··· Excerpted data

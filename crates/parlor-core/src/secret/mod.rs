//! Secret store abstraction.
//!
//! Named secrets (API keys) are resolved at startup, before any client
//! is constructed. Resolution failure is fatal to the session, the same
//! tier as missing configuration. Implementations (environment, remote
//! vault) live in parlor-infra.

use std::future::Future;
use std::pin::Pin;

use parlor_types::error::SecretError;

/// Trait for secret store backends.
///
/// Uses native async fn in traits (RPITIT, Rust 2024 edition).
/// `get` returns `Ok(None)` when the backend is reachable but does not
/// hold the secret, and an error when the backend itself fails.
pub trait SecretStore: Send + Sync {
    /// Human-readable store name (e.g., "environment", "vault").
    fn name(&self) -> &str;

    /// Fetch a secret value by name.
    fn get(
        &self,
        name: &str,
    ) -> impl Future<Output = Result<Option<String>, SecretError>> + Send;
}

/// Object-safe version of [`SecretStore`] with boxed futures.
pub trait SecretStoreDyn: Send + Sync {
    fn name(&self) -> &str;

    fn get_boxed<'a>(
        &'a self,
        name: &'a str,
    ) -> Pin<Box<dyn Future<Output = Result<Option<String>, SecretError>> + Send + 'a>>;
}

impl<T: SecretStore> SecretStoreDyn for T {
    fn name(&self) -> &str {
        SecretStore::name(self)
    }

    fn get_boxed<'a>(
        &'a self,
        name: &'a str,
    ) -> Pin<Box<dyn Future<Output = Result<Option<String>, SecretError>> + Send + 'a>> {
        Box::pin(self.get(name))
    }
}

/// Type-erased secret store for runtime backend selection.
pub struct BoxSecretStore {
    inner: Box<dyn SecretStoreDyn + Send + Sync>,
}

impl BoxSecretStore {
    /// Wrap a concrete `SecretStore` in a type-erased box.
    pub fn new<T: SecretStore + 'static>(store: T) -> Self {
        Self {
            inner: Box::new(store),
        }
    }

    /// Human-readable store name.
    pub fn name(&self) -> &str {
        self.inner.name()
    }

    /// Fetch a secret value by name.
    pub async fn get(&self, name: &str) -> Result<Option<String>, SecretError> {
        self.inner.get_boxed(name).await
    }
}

······

**Description of the task**
When a line of the records holds the word "Result", copy that line.

**Answer box**
    ) -> impl Future<Output = Result<Option<String>, SecretError>> + Send;
    ) -> Pin<Box<dyn Future<Output = Result<Option<String>, SecretError>> + Send + 'a>>;
    ) -> Pin<Box<dyn Future<Output = Result<Option<String>, SecretError>> + Send + 'a>> {
    pub async fn get(&self, name: &str) -> Result<Option<String>, SecretError> {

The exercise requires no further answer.